YOUR TASK - The required result is a copy of each line below in which "Intersection" appears.

○ ○ ○ ○ ○

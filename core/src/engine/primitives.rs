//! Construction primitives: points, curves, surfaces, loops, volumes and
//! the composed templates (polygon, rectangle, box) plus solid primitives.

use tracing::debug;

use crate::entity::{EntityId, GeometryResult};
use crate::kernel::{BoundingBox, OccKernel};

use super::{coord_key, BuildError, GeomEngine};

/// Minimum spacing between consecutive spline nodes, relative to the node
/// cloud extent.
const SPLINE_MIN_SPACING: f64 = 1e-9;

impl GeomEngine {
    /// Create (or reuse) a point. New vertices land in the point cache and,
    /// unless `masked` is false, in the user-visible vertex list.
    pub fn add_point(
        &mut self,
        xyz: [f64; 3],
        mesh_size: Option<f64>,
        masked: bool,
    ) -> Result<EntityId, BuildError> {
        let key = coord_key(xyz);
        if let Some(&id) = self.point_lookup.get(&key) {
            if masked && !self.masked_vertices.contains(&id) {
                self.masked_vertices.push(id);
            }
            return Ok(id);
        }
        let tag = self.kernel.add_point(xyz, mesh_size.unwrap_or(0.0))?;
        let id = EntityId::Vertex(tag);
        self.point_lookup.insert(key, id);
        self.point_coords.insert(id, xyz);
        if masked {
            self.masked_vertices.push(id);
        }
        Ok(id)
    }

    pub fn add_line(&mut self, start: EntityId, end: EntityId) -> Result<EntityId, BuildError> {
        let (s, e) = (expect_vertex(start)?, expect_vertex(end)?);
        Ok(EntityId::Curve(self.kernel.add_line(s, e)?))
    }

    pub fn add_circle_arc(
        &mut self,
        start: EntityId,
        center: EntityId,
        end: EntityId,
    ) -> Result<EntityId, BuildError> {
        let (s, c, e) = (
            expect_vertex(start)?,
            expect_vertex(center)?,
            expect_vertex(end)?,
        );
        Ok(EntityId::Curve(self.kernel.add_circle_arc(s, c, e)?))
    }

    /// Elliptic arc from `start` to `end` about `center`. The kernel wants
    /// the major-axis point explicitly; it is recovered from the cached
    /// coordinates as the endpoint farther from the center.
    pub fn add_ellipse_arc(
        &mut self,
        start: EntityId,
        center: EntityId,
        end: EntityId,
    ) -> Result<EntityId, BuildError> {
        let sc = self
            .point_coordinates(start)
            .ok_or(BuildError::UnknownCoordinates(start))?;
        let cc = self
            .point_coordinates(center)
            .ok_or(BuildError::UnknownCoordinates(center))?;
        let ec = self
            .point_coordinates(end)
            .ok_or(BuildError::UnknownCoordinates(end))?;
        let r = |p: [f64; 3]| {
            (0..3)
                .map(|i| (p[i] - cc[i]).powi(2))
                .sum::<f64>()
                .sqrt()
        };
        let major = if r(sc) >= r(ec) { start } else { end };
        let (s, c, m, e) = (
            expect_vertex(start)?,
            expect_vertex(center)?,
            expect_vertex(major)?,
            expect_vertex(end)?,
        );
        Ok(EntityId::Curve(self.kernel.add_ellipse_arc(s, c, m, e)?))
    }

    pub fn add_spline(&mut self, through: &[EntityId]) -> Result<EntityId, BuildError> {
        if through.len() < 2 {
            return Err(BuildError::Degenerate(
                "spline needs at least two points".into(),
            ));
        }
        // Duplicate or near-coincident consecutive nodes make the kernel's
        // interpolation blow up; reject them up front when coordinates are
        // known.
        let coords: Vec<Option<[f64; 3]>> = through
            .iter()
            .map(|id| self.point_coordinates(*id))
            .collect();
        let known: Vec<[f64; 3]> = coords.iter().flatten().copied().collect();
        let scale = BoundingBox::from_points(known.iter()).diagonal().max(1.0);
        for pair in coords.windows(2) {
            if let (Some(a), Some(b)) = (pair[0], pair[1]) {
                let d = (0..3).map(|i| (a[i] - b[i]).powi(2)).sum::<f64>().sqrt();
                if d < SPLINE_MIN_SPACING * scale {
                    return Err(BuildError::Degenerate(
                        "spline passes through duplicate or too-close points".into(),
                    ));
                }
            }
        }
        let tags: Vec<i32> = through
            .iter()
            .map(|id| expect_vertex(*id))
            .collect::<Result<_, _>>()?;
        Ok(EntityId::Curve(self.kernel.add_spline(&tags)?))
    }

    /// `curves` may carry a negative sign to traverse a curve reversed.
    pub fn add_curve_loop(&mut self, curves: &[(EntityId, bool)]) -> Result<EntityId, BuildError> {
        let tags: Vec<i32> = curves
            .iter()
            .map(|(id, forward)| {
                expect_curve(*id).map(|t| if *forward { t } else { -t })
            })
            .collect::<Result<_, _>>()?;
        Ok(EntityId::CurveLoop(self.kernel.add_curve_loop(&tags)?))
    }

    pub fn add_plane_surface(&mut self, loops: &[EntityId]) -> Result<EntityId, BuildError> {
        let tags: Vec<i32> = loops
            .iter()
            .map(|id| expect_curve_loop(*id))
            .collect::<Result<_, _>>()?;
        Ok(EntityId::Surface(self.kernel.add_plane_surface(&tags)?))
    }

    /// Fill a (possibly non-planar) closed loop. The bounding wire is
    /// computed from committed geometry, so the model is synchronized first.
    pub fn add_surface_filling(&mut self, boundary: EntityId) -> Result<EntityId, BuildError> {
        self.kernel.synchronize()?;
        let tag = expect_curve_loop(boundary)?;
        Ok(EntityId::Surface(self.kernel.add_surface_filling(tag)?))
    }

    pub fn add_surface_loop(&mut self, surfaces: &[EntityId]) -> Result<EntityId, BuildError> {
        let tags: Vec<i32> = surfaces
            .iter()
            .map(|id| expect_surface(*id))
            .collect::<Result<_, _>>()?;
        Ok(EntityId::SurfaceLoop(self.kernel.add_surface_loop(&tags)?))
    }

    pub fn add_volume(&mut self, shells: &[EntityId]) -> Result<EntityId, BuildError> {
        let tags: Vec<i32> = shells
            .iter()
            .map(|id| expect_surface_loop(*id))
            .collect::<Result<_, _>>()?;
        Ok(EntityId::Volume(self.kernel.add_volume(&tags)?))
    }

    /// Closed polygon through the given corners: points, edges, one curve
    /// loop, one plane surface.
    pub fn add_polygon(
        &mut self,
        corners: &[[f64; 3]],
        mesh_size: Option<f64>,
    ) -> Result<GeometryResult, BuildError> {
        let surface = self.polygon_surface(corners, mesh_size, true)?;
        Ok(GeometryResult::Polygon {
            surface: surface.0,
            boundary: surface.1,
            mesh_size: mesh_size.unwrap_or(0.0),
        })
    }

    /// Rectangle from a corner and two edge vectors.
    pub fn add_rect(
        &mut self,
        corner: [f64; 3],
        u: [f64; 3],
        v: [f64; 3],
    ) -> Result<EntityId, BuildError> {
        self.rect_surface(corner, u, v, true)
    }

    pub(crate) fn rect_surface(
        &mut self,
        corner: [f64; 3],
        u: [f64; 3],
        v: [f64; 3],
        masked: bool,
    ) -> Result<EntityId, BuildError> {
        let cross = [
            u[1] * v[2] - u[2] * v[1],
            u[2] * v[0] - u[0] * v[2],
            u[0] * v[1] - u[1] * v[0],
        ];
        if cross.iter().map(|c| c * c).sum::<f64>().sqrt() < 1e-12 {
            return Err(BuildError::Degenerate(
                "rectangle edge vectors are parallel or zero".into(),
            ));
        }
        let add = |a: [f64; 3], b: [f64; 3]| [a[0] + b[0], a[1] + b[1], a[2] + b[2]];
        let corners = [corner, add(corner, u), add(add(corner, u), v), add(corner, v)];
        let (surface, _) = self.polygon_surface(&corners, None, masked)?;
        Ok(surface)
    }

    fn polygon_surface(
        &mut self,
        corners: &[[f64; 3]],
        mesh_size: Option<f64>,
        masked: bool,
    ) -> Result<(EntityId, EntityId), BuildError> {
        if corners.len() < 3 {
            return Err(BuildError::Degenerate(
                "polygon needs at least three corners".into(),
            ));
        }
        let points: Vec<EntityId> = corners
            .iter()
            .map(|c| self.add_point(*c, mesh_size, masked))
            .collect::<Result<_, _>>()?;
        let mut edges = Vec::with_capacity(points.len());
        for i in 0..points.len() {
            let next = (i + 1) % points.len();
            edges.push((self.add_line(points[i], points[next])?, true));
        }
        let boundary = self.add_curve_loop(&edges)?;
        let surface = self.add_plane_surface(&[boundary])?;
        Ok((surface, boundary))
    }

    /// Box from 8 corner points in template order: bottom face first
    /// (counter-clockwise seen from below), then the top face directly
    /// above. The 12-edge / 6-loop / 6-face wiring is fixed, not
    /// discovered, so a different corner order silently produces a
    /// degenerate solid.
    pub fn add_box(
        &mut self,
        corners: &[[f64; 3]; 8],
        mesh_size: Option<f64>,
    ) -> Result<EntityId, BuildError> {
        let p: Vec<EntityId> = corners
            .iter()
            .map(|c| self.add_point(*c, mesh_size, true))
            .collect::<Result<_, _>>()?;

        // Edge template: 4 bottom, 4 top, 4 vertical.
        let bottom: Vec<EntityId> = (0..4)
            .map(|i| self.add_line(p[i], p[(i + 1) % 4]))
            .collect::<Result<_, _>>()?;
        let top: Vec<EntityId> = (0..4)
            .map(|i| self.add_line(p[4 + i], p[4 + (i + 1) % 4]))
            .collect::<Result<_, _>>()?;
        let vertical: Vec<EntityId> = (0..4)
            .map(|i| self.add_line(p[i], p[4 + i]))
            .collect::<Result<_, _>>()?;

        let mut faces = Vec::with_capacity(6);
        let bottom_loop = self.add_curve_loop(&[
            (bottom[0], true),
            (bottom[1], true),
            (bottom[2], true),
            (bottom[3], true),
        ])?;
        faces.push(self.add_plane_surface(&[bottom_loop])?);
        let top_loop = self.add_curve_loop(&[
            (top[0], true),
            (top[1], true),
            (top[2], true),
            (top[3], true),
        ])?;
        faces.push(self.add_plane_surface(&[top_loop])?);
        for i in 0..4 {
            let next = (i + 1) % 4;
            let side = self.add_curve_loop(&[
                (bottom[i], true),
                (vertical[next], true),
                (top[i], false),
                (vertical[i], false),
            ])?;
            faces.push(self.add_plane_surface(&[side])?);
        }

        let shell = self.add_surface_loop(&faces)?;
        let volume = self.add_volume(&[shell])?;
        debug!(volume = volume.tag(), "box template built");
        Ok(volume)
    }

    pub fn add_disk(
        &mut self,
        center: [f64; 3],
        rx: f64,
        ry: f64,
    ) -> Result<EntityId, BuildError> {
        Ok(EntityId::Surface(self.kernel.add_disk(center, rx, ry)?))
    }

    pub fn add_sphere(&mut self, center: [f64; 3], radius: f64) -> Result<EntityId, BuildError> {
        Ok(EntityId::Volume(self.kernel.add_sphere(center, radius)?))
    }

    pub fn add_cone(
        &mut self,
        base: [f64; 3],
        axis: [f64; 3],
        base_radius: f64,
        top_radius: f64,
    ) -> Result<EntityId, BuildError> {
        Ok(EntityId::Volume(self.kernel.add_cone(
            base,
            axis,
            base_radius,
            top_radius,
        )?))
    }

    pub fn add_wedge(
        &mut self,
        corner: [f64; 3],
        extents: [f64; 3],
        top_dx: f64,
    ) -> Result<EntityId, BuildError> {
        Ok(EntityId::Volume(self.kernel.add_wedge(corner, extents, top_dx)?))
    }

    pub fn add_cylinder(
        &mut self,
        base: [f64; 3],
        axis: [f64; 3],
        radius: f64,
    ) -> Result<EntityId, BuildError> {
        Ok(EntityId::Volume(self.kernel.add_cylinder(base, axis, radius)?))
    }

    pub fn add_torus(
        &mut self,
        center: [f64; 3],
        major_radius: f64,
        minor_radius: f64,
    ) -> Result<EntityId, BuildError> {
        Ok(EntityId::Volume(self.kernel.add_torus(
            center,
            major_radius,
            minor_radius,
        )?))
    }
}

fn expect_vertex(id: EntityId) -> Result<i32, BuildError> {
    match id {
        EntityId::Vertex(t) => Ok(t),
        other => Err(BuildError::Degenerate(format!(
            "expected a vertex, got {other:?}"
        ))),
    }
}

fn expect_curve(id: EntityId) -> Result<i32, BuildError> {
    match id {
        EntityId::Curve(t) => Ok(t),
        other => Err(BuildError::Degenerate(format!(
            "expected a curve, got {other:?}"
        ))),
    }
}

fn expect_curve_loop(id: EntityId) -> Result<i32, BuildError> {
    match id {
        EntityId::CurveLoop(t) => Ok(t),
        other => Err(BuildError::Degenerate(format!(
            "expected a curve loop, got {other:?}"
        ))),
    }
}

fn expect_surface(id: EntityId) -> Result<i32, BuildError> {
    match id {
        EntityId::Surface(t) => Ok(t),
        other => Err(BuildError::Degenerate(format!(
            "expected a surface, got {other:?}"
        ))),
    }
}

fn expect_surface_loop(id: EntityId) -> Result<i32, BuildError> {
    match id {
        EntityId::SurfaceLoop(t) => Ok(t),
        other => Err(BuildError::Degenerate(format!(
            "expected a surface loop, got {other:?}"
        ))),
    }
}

○ ○ ○ ○ ○

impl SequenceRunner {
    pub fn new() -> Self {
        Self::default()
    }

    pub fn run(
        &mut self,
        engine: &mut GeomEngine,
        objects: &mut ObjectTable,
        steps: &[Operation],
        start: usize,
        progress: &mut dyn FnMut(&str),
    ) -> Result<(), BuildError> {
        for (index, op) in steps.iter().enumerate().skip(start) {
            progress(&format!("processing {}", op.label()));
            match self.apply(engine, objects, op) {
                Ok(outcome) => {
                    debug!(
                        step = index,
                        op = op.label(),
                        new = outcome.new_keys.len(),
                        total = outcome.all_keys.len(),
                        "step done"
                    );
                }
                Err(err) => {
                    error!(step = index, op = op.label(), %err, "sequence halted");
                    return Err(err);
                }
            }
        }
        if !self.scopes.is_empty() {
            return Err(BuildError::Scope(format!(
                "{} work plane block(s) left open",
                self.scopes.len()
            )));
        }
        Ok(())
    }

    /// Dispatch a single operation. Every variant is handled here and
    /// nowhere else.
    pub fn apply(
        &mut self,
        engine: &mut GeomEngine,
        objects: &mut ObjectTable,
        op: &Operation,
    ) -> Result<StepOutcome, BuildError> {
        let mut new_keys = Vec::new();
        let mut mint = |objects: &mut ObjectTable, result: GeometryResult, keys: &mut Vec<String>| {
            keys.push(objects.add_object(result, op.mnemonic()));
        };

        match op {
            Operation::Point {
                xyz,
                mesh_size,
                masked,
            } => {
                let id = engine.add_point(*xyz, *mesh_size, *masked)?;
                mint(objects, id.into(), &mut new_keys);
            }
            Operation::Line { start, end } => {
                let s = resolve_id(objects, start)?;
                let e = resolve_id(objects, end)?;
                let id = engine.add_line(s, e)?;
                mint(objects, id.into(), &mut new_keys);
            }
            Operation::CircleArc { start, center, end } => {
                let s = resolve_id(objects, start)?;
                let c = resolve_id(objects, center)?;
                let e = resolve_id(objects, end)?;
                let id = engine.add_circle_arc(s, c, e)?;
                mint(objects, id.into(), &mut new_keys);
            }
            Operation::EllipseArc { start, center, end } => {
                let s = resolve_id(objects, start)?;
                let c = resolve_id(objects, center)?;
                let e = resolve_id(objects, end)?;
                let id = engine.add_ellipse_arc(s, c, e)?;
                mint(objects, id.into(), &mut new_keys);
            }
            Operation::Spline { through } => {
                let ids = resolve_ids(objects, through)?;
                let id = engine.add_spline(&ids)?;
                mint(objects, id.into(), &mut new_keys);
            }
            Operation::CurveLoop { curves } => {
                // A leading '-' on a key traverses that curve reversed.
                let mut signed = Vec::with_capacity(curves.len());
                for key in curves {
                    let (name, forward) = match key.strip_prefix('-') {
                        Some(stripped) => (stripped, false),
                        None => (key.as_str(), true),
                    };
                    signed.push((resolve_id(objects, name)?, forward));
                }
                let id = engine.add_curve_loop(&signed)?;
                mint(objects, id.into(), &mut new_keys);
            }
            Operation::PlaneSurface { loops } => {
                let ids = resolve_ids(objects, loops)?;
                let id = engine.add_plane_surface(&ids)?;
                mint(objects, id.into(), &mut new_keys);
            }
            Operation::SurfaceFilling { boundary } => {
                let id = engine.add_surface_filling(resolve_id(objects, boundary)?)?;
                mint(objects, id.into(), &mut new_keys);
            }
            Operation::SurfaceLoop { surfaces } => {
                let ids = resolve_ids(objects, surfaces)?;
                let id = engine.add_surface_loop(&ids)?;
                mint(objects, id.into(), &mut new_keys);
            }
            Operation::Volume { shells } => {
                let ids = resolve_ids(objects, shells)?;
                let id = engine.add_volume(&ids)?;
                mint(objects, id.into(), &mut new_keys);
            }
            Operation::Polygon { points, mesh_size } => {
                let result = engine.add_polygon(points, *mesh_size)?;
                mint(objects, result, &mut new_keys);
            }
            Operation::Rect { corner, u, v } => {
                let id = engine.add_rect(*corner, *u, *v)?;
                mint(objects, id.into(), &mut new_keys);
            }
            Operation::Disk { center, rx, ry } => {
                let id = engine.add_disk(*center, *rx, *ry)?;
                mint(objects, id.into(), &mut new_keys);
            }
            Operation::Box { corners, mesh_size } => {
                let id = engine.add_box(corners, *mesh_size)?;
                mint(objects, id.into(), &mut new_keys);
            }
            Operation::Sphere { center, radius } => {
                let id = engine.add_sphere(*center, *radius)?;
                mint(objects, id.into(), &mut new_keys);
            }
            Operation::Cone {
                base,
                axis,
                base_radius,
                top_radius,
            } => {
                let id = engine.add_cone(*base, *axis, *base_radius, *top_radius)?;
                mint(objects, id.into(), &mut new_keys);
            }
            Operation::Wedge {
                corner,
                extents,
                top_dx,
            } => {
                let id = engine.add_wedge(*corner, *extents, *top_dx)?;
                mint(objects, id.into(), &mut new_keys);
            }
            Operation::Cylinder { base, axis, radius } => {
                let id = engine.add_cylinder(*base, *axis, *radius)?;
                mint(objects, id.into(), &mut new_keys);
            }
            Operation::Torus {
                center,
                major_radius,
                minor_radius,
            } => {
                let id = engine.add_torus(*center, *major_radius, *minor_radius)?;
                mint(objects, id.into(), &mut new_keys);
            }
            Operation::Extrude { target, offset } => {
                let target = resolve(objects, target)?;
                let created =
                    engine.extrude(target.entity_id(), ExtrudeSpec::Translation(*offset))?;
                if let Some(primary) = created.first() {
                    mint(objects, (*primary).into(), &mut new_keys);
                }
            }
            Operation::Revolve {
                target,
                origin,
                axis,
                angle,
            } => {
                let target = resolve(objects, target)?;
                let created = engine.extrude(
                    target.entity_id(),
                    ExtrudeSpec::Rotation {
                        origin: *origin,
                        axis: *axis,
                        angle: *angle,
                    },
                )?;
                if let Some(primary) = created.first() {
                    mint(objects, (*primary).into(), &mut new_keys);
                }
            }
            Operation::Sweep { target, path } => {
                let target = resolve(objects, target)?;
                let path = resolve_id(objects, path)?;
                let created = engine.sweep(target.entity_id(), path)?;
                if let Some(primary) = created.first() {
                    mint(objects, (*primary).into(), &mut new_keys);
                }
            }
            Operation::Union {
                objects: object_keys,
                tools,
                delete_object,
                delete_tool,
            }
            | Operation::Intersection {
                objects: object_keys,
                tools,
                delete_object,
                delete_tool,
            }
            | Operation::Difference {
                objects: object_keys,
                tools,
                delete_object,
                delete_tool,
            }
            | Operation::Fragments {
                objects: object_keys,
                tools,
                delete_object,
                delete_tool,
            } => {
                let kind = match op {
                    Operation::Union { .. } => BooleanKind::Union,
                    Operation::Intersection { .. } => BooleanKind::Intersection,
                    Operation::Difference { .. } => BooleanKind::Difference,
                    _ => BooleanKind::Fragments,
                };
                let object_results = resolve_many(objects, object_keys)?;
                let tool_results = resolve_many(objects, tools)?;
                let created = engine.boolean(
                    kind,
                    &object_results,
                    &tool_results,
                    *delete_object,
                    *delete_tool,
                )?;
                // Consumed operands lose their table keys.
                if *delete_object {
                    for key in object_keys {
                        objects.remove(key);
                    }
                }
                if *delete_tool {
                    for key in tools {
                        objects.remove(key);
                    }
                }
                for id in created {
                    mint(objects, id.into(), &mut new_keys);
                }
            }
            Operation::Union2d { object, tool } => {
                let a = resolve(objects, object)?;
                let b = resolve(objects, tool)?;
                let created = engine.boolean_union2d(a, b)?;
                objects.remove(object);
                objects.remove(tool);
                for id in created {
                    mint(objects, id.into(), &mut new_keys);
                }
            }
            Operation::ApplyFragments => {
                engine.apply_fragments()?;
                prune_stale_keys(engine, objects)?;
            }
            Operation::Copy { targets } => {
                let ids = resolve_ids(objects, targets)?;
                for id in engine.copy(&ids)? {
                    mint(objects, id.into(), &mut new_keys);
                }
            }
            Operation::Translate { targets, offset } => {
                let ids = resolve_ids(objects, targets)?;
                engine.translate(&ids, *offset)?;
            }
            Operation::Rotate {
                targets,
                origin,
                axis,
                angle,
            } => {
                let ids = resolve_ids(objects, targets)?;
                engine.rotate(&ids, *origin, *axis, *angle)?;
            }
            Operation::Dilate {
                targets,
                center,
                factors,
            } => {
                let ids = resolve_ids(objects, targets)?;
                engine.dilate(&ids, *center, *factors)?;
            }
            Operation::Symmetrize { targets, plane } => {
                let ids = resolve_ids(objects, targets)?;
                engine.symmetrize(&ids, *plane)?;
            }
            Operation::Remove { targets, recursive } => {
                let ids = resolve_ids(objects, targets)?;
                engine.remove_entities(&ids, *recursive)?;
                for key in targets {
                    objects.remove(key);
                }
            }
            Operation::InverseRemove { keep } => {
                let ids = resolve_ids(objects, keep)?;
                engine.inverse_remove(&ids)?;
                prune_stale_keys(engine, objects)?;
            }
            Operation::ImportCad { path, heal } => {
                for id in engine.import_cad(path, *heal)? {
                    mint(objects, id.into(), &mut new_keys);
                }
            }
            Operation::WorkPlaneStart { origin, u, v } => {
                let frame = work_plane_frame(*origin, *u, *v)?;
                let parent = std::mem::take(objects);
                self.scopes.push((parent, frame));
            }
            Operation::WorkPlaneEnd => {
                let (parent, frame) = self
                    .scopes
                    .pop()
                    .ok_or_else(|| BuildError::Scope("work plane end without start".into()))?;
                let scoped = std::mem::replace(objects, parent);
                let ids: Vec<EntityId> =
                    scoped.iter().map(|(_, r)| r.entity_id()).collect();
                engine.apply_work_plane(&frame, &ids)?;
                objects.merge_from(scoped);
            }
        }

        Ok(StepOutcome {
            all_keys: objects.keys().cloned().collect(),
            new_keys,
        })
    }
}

○ ○ ○ ○ ○

EXERCISE OUTPUT -
            | Operation::Intersection {
                    Operation::Intersection { .. } => BooleanKind::Intersection,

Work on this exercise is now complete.